4.2. O Neoliberalismo na Argentina: A Era Menem

No caso da Argentina, a ascensão de Carlos S. Menem à Presidência da República se explica dentro de um contexto peculiar e específico. A Argentina era tradicionalmente vista como a “terra das oportunidades” e um dos locais favoritos do turismo europeu (chegou a ser considerada a “pequena Europa sul- americana”). Graças à desvalorização cambial e uma política de amortização e renegociação da dívida externa favorável aos investimentos, por incluir a compra de títulos privados convertidos em dívida nacional, até a década de 1970 o país se apresentava promissor para os investidores estrangeiros. Na década de 1980, porém, o quadro se inverteu. A política desenvolvida pelo Presidente Raúl Alfonsín (1983/1989), advogado e político que fora eleito pela Frente formada pela Unión Cívica Radical-UCR e Partido Social-Democrata através do slogan “Democracia se cura, se estuda e se come”, resultou em um período de grande turbulência hiper-inflacionária. Nesse contexto, a ascensão do peronista Carlos Saúl Menem também se explica pela aceitação que tiveram, entre os eleitores argentinos, dos seus discursos críticos de sua campanha política, sobre as deficiências estruturais do estado argentino, suas instituições e empresas, acompanhado pela promessa de realizar “verdadera Revolución Productiva con Salariazos”.

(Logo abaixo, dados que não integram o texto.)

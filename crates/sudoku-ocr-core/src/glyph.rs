//! Isolate the single glyph inside one cell mask.

use crate::{Axis, BinaryMask, CropRect, InputError};
use serde::{Deserialize, Serialize};

/// Half-open interval `[start, end)` of consecutive lines that all carry ink,
/// bounded by ink-free lines or the mask edge.
#[derive(Clone, Copy, Debug, PartialEq, Eq, Serialize, Deserialize)]
pub struct InkRun {
    pub start: usize,
    pub end: usize,
}

impl InkRun {
    #[inline]
    pub fn len(&self) -> usize {
        self.end - self.start
    }

    #[inline]
    pub fn is_empty(&self) -> bool {
        self.end == self.start
    }
}

/// Outcome of glyph isolation for one cell.
#[derive(Clone, Debug, PartialEq, Eq)]
pub enum GlyphIsolation {
    /// Exactly one ink run on both axes; `mask` is the cell cropped to it.
    Glyph { mask: BinaryMask, rect: CropRect },
    /// No ink at all: a blank cell.
    Empty,
    /// More than one disconnected ink run along `axis`.
    Ambiguous { axis: Axis, runs: Vec<InkRun> },
}

/// All maximal runs of ink-bearing lines along `axis`, in scan order.
pub fn ink_runs(mask: &BinaryMask, axis: Axis) -> Vec<InkRun> {
    let mut runs = Vec::new();
    let mut open: Option<usize> = None;
    for i in 0..mask.line_count(axis) {
        match (mask.line_has_ink(axis, i), open) {
            (true, None) => open = Some(i),
            (false, Some(start)) => {
                runs.push(InkRun { start, end: i });
                open = None;
            }
            _ => {}
        }
    }
    if let Some(start) = open {
        runs.push(InkRun {
            start,
            end: mask.line_count(axis),
        });
    }
    runs
}

/// Exactly one run along `axis`, or the isolation verdict that ends the search.
fn single_run(mask: &BinaryMask, axis: Axis) -> Result<InkRun, GlyphIsolation> {
    let runs = ink_runs(mask, axis);
    match runs.len() {
        0 => Err(GlyphIsolation::Empty),
        1 => Ok(runs[0]),
        _ => Err(GlyphIsolation::Ambiguous { axis, runs }),
    }
}

/// Crop `mask` to its single glyph.
///
/// Columns are scanned first, then rows. Fragments are never merged: a
/// second run on either axis makes the cell [`GlyphIsolation::Ambiguous`].
pub fn isolate_glyph(mask: &BinaryMask) -> Result<GlyphIsolation, InputError> {
    let cols = match single_run(mask, Axis::Column) {
        Ok(run) => run,
        Err(verdict) => return Ok(verdict),
    };
    let rows = match single_run(mask, Axis::Row) {
        Ok(run) => run,
        Err(verdict) => return Ok(verdict),
    };

    let rect = CropRect {
        top: rows.start,
        left: cols.start,
        bottom: rows.end - 1,
        right: cols.end - 1,
    };
    Ok(GlyphIsolation::Glyph {
        mask: mask.crop(rect)?,
        rect,
    })
}
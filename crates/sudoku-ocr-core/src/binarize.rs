//! Fixed-threshold binarization into ink/background masks.

use crate::image::{check_shape, crop_raw, line_iter};
use crate::{Axis, CropRect, InputError, PixelGrid};
use std::ops::{Range, RangeInclusive};

/// Default intensity cutoff: pixels darker than this are ink.
pub const DEFAULT_INK_THRESHOLD: u8 = 128;

pub const BACKGROUND: u8 = 0;
pub const INK: u8 = 1;

/// Binary image whose values are all `0` (background) or `1` (ink).
#[derive(Clone, Debug, PartialEq, Eq)]
pub struct BinaryMask {
    width: usize,
    height: usize,
    data: Vec<u8>,
}

impl BinaryMask {
    /// Wrap a raw buffer, rejecting anything that is not strictly `{0, 1}`.
    pub fn from_raw(width: usize, height: usize, data: Vec<u8>) -> Result<Self, InputError> {
        check_shape(width, height, data.len())?;
        if let Some(index) = data.iter().position(|&v| v > INK) {
            return Err(InputError::NonBinaryValue {
                value: data[index],
                index,
            });
        }
        Ok(Self {
            width,
            height,
            data,
        })
    }

    /// Build a mask from a predicate returning `true` for ink.
    pub fn from_fn(
        width: usize,
        height: usize,
        mut is_ink: impl FnMut(usize, usize) -> bool,
    ) -> Result<Self, InputError> {
        check_shape(width, height, width.saturating_mul(height))?;
        let mut data = Vec::with_capacity(width * height);
        for y in 0..height {
            for x in 0..width {
                data.push(u8::from(is_ink(x, y)));
            }
        }
        Ok(Self {
            width,
            height,
            data,
        })
    }

    #[inline]
    pub fn width(&self) -> usize {
        self.width
    }

    #[inline]
    pub fn height(&self) -> usize {
        self.height
    }

    #[inline]
    pub fn data(&self) -> &[u8] {
        &self.data
    }

    #[inline]
    pub fn is_ink(&self, x: usize, y: usize) -> bool {
        self.data[y * self.width + x] == INK
    }

    /// Number of lines along `axis` (rows for `Row`, columns for `Column`).
    #[inline]
    pub fn line_count(&self, axis: Axis) -> usize {
        match axis {
            Axis::Row => self.height,
            Axis::Column => self.width,
        }
    }

    /// Length of one line along `axis`.
    #[inline]
    pub fn line_len(&self, axis: Axis) -> usize {
        match axis {
            Axis::Row => self.width,
            Axis::Column => self.height,
        }
    }

    pub fn line(&self, axis: Axis, index: usize) -> impl Iterator<Item = u8> + '_ {
        line_iter(&self.data, self.width, self.height, axis, index)
    }

    /// `true` if line `index` carries any ink.
    pub fn line_has_ink(&self, axis: Axis, index: usize) -> bool {
        self.line(axis, index).any(|v| v == INK)
    }

    /// `true` if the part of line `index` within `span` (positions along the
    /// line) is entirely background.
    pub fn span_is_background(
        &self,
        axis: Axis,
        index: usize,
        span: RangeInclusive<usize>,
    ) -> bool {
        match axis {
            Axis::Row => span.into_iter().all(|x| !self.is_ink(x, index)),
            Axis::Column => span.into_iter().all(|y| !self.is_ink(index, y)),
        }
    }

    pub fn ink_count(&self) -> usize {
        self.data.iter().filter(|&&v| v == INK).count()
    }

    /// Fraction of ink pixels in the whole mask.
    pub fn mean(&self) -> f32 {
        self.ink_count() as f32 / self.data.len() as f32
    }

    /// Fraction of ink pixels in `rows x cols`, clipped to the mask bounds.
    ///
    /// Returns `0.0` when the clipped block is empty.
    pub fn block_mean(&self, rows: Range<usize>, cols: Range<usize>) -> f32 {
        let rows = rows.start.min(self.height)..rows.end.min(self.height);
        let cols = cols.start.min(self.width)..cols.end.min(self.width);
        let area = rows.len() * cols.len();
        if area == 0 {
            return 0.0;
        }
        let mut ink = 0usize;
        for y in rows {
            let row = &self.data[y * self.width..(y + 1) * self.width];
            ink += row[cols.clone()].iter().filter(|&&v| v == INK).count();
        }
        ink as f32 / area as f32
    }

    pub fn crop(&self, rect: CropRect) -> Result<Self, InputError> {
        let data = crop_raw(&self.data, self.width, self.height, rect)?;
        Ok(Self {
            width: rect.width(),
            height: rect.height(),
            data,
        })
    }
}

/// Mark every pixel with intensity `< threshold` as ink.
///
/// `PixelGrid` cannot be empty, so this never fails.
pub fn binarize(img: &PixelGrid, threshold: u8) -> BinaryMask {
    let data = img
        .data()
        .iter()
        .map(|&v| if v < threshold { INK } else { BACKGROUND })
        .collect();
    BinaryMask {
        width: img.width(),
        height: img.height(),
        data,
    }
}

#[cfg(test)]
mod tests {
    use super::*;
    use approx::assert_relative_eq;

    #[test]
    fn binarize_marks_dark_pixels_as_ink() {
        let img = PixelGrid::new(4, 1, vec![0, 127, 128, 255]).unwrap();
        let mask = binarize(&img, DEFAULT_INK_THRESHOLD);
        assert_eq!(mask.data(), &[1, 1, 0, 0]);
    }

    #[test]
    fn binarize_output_is_strictly_binary() {
        let img = PixelGrid::from_fn(16, 16, |x, y| ((x * 37 + y * 11) % 256) as u8).unwrap();
        let mask = binarize(&img, 90);
        assert!(mask.data().iter().all(|&v| v == INK || v == BACKGROUND));
        assert_eq!(mask.width(), 16);
        assert_eq!(mask.height(), 16);
    }

    #[test]
    fn from_raw_rejects_non_binary_values() {
        let err = BinaryMask::from_raw(2, 2, vec![0, 1, 255, 0]).unwrap_err();
        assert_eq!(
            err,
            InputError::NonBinaryValue {
                value: 255,
                index: 2
            }
        );
    }

    #[test]
    fn block_mean_clips_to_bounds() {
        let mask = BinaryMask::from_fn(4, 4, |x, _| x < 2).unwrap();
        assert_relative_eq!(mask.block_mean(0..4, 0..2), 1.0);
        assert_relative_eq!(mask.block_mean(0..10, 0..10), 0.5);
        assert_relative_eq!(mask.block_mean(3..8, 2..8), 0.0);
        assert_relative_eq!(mask.mean(), 0.5);
    }

    #[test]
    fn span_check_respects_range() {
        let mask = BinaryMask::from_fn(5, 1, |x, _| x == 4).unwrap();
        assert!(mask.span_is_background(Axis::Row, 0, 0..=3));
        assert!(!mask.span_is_background(Axis::Row, 0, 0..=4));
        assert!(mask.line_has_ink(Axis::Row, 0));
    }
}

Segundo Aldo Ferrer, Menem comprometeu-se realizar as principais consignas históricas do movimento peronista: “el salariazo” recuperaria o poder aquisitivo dos trabalhadores; “la revolución productiva”, retomaria o crescimento e a transformação econômica do país, atendendo à velha reivindicação de

soberania em todos os terrenos. (FERRER, Aldo. La economía Argentina. 2004: 317-8).80 Uma vez eleito, afirma Ferrer, Menem demarcou claramente as orientações de seu governo e os compromissos verdadeiros que assumira com as alianças que o sustentavam. Assim, nomeou para compor os principais cargos do governo, funcionários da Bung & Born, um dos maiores conglomerados econômicos do país. O economista ortodoxo Domingo Cavallo, formado pela Harvard University, era nomeado Ministro da Fazenda. “… los planteos convergieron con lo que después se llamaría el Consenso de Washington: la apertura de la economía, la privatización de las empresas públicas, la reforma del Estado, la desregulación de los mercados y, en particular, de la actividad financiera”. (Ferrer. Idem: 318).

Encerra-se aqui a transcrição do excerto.